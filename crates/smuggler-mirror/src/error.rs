//! Error types for mirror synthesis.

use std::path::PathBuf;
use thiserror::Error;

/// Mirror-specific error types.
#[derive(Error, Debug)]
pub enum MirrorError {
    /// I/O error with path context.
    #[error("I/O error at {path}: {message}")]
    Io {
        /// File path.
        path: PathBuf,
        /// Error message.
        message: String,
    },

    /// A downloaded package file expected under the input directory is
    /// missing.
    #[error("package file not found: {path}")]
    MissingPackageFile {
        /// Expected file path.
        path: PathBuf,
    },

    /// XML writing failed.
    #[error("xml error: {0}")]
    Xml(String),
}

impl MirrorError {
    /// Create an I/O error with path context.
    #[must_use]
    pub fn io(path: impl Into<PathBuf>, err: std::io::Error) -> Self {
        Self::Io {
            path: path.into(),
            message: err.to_string(),
        }
    }
}

impl From<quick_xml::Error> for MirrorError {
    fn from(err: quick_xml::Error) -> Self {
        Self::Xml(err.to_string())
    }
}

impl From<MirrorError> for smuggler_core::Error {
    fn from(err: MirrorError) -> Self {
        match err {
            MirrorError::Io { path, message } => Self::Io { path, message },
            MirrorError::MissingPackageFile { path } => Self::Io {
                path,
                message: "package file not found".to_string(),
            },
            MirrorError::Xml(message) => Self::parse("mirror", message),
        }
    }
}

/// Result type for mirror operations.
pub type Result<T> = std::result::Result<T, MirrorError>;
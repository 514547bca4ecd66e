//! YUM mirror synthesis: `Packages/` plus `repodata/`.

use crate::error::Result;
use crate::util::{copy_package_file, gzip, sha256_hex, sort_for_output, split_evr, write_file};
use crate::xml::XmlDoc;
use smuggler_core::{DepKind, DepOperator, Dependency, Package, PackageFamily};
use std::path::Path;
use tracing::info;

const COMMON_NS: &str = "http://linux.duke.edu/metadata/common";
const RPM_NS: &str = "http://linux.duke.edu/metadata/rpm";
const FILELISTS_NS: &str = "http://linux.duke.edu/metadata/filelists";
const OTHER_NS: &str = "http://linux.duke.edu/metadata/other";
const REPO_NS: &str = "http://linux.duke.edu/metadata/repo";

/// Write a YUM repository tree over the downloaded subset.
///
/// `files_dir` holds the downloaded `.rpm` files under their family
/// filenames; `revision` stamps `repomd.xml` (callers pass the synthesis
/// time; tests pin it for byte-identical output).
pub fn write_yum_mirror(
    packages: &[Package],
    files_dir: &Path,
    out_dir: &Path,
    revision: u64,
) -> Result<()> {
    let mut packages = packages.to_vec();
    sort_for_output(&mut packages, PackageFamily::Yum);

    let pkg_dir = out_dir.join("Packages");
    for pkg in &packages {
        copy_package_file(files_dir, &pkg_dir, &pkg.filename())?;
    }

    let primary = primary_xml(&packages)?;
    let filelists = filelists_xml(&packages)?;
    let other = other_xml(&packages)?;

    let mut artefacts = Vec::new();
    for (kind, xml) in [
        ("primary", primary),
        ("filelists", filelists),
        ("other", other),
    ] {
        let compressed = gzip(&xml);
        let location = format!("repodata/{kind}.xml.gz");
        write_file(&out_dir.join(&location), &compressed)?;
        artefacts.push(RepomdData {
            kind,
            location,
            checksum: sha256_hex(&compressed),
            open_checksum: sha256_hex(&xml),
            size: compressed.len() as u64,
            open_size: xml.len() as u64,
        });
    }

    let repomd = repomd_xml(&artefacts, revision)?;
    write_file(&out_dir.join("repodata/repomd.xml"), &repomd)?;

    info!(packages = packages.len(), out = %out_dir.display(), "yum mirror written");
    Ok(())
}

struct RepomdData {
    kind: &'static str,
    location: String,
    checksum: String,
    open_checksum: String,
    size: u64,
    open_size: u64,
}

fn primary_xml(packages: &[Package]) -> Result<Vec<u8>> {
    let mut doc = XmlDoc::new()?;
    let count = packages.len().to_string();
    doc.start(
        "metadata",
        &[
            ("xmlns", COMMON_NS),
            ("xmlns:rpm", RPM_NS),
            ("packages", count.as_str()),
        ],
    )?;

    for pkg in packages {
        doc.start("package", &[("type", "rpm")])?;
        doc.text_element("name", &[], &pkg.name)?;
        doc.text_element("arch", &[], pkg.architecture.as_str())?;
        write_version_attrs(&mut doc, pkg)?;
        doc.text_element(
            "checksum",
            &[("type", pkg.checksum.algo.as_str()), ("pkgid", "YES")],
            &pkg.checksum.value,
        )?;
        if let Some(description) = &pkg.description {
            doc.text_element("summary", &[], description)?;
        }
        let size = pkg.size.to_string();
        let mut size_attrs = vec![("package", size.as_str())];
        let installed = pkg.installed_size.map(|s| s.to_string());
        if let Some(installed) = &installed {
            size_attrs.push(("installed", installed.as_str()));
        }
        doc.empty("size", &size_attrs)?;
        let href = format!("Packages/{}", pkg.filename());
        doc.empty("location", &[("href", href.as_str())])?;

        doc.start("format", &[])?;
        if let Some(license) = &pkg.license {
            doc.text_element("rpm:license", &[], license)?;
        }

        // provides always includes the package's own name
        doc.start("rpm:provides", &[])?;
        if !pkg.provides.iter().any(|p| p == &pkg.name) {
            doc.empty("rpm:entry", &[("name", pkg.name.as_str())])?;
        }
        for capability in &pkg.provides {
            doc.empty("rpm:entry", &[("name", capability.as_str())])?;
        }
        doc.end("rpm:provides")?;

        write_dep_list(&mut doc, "rpm:requires", pkg, DepKind::Requires)?;
        write_dep_list(&mut doc, "rpm:recommends", pkg, DepKind::Recommends)?;
        write_dep_list(&mut doc, "rpm:suggests", pkg, DepKind::Suggests)?;

        if !pkg.conflicts.is_empty() {
            doc.start("rpm:conflicts", &[])?;
            for name in &pkg.conflicts {
                doc.empty("rpm:entry", &[("name", name.as_str())])?;
            }
            doc.end("rpm:conflicts")?;
        }
        if !pkg.obsoletes.is_empty() {
            doc.start("rpm:obsoletes", &[])?;
            for name in &pkg.obsoletes {
                doc.empty("rpm:entry", &[("name", name.as_str())])?;
            }
            doc.end("rpm:obsoletes")?;
        }

        doc.end("format")?;
        doc.end("package")?;
    }

    doc.end("metadata")?;
    Ok(doc.finish())
}

/// `<version epoch=.. ver=.. rel=../>` carrying the package's real EVR.
fn write_version_attrs(doc: &mut XmlDoc, pkg: &Package) -> Result<()> {
    let epoch = pkg.epoch.unwrap_or(0).to_string();
    let mut attrs = vec![("epoch", epoch.as_str()), ("ver", pkg.version.as_str())];
    if let Some(release) = &pkg.release {
        attrs.push(("rel", release.as_str()));
    }
    doc.empty("version", &attrs)
}

fn write_dep_list(doc: &mut XmlDoc, tag: &str, pkg: &Package, kind: DepKind) -> Result<()> {
    let deps: Vec<&Dependency> = pkg
        .dependencies
        .iter()
        .filter(|d| d.kind == kind)
        .collect();
    if deps.is_empty() {
        return Ok(());
    }

    doc.start(tag, &[])?;
    for dep in deps {
        match (&dep.op, &dep.version) {
            (Some(op), Some(version)) => {
                let flags = operator_flags(*op);
                let (epoch, ver, rel) = split_evr(version);
                let epoch = epoch.unwrap_or("0");
                let mut attrs = vec![
                    ("name", dep.name.as_str()),
                    ("flags", flags),
                    ("epoch", epoch),
                    ("ver", ver),
                ];
                if let Some(rel) = rel {
                    attrs.push(("rel", rel));
                }
                doc.empty("rpm:entry", &attrs)?;
            }
            _ => doc.empty("rpm:entry", &[("name", dep.name.as_str())])?,
        }
    }
    doc.end(tag)
}

const fn operator_flags(op: DepOperator) -> &'static str {
    match op {
        DepOperator::Eq => "EQ",
        DepOperator::Lt | DepOperator::StrictLt => "LT",
        DepOperator::Gt | DepOperator::StrictGt => "GT",
        DepOperator::Le => "LE",
        DepOperator::Ge => "GE",
    }
}

fn filelists_xml(packages: &[Package]) -> Result<Vec<u8>> {
    let mut doc = XmlDoc::new()?;
    let count = packages.len().to_string();
    doc.start("filelists", &[("xmlns", FILELISTS_NS), ("packages", count.as_str())])?;
    for pkg in packages {
        doc.start(
            "package",
            &[
                ("pkgid", pkg.checksum.value.as_str()),
                ("name", pkg.name.as_str()),
                ("arch", pkg.architecture.as_str()),
            ],
        )?;
        write_version_attrs(&mut doc, pkg)?;
        doc.end("package")?;
    }
    doc.end("filelists")?;
    Ok(doc.finish())
}

fn other_xml(packages: &[Package]) -> Result<Vec<u8>> {
    let mut doc = XmlDoc::new()?;
    let count = packages.len().to_string();
    doc.start("otherdata", &[("xmlns", OTHER_NS), ("packages", count.as_str())])?;
    for pkg in packages {
        doc.start(
            "package",
            &[
                ("pkgid", pkg.checksum.value.as_str()),
                ("name", pkg.name.as_str()),
                ("arch", pkg.architecture.as_str()),
            ],
        )?;
        write_version_attrs(&mut doc, pkg)?;
        doc.end("package")?;
    }
    doc.end("otherdata")?;
    Ok(doc.finish())
}

fn repomd_xml(artefacts: &[RepomdData], revision: u64) -> Result<Vec<u8>> {
    let mut doc = XmlDoc::new()?;
    doc.start("repomd", &[("xmlns", REPO_NS), ("xmlns:rpm", RPM_NS)])?;
    doc.text_element("revision", &[], &revision.to_string())?;

    let timestamp = revision.to_string();
    for artefact in artefacts {
        doc.start("data", &[("type", artefact.kind)])?;
        doc.text_element("checksum", &[("type", "sha256")], &artefact.checksum)?;
        doc.text_element(
            "open-checksum",
            &[("type", "sha256")],
            &artefact.open_checksum,
        )?;
        doc.empty("location", &[("href", artefact.location.as_str())])?;
        doc.text_element("timestamp", &[], &timestamp)?;
        doc.text_element("size", &[], &artefact.size.to_string())?;
        doc.text_element("open-size", &[], &artefact.open_size.to_string())?;
        doc.end("data")?;
    }

    doc.end("repomd")?;
    Ok(doc.finish())
}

::::

* Exercise instructions
Scan the records above for the string "found", then report every line that contains it.

* Problem solution
    #[error("package file not found: {path}")]
                message: "package file not found".to_string(),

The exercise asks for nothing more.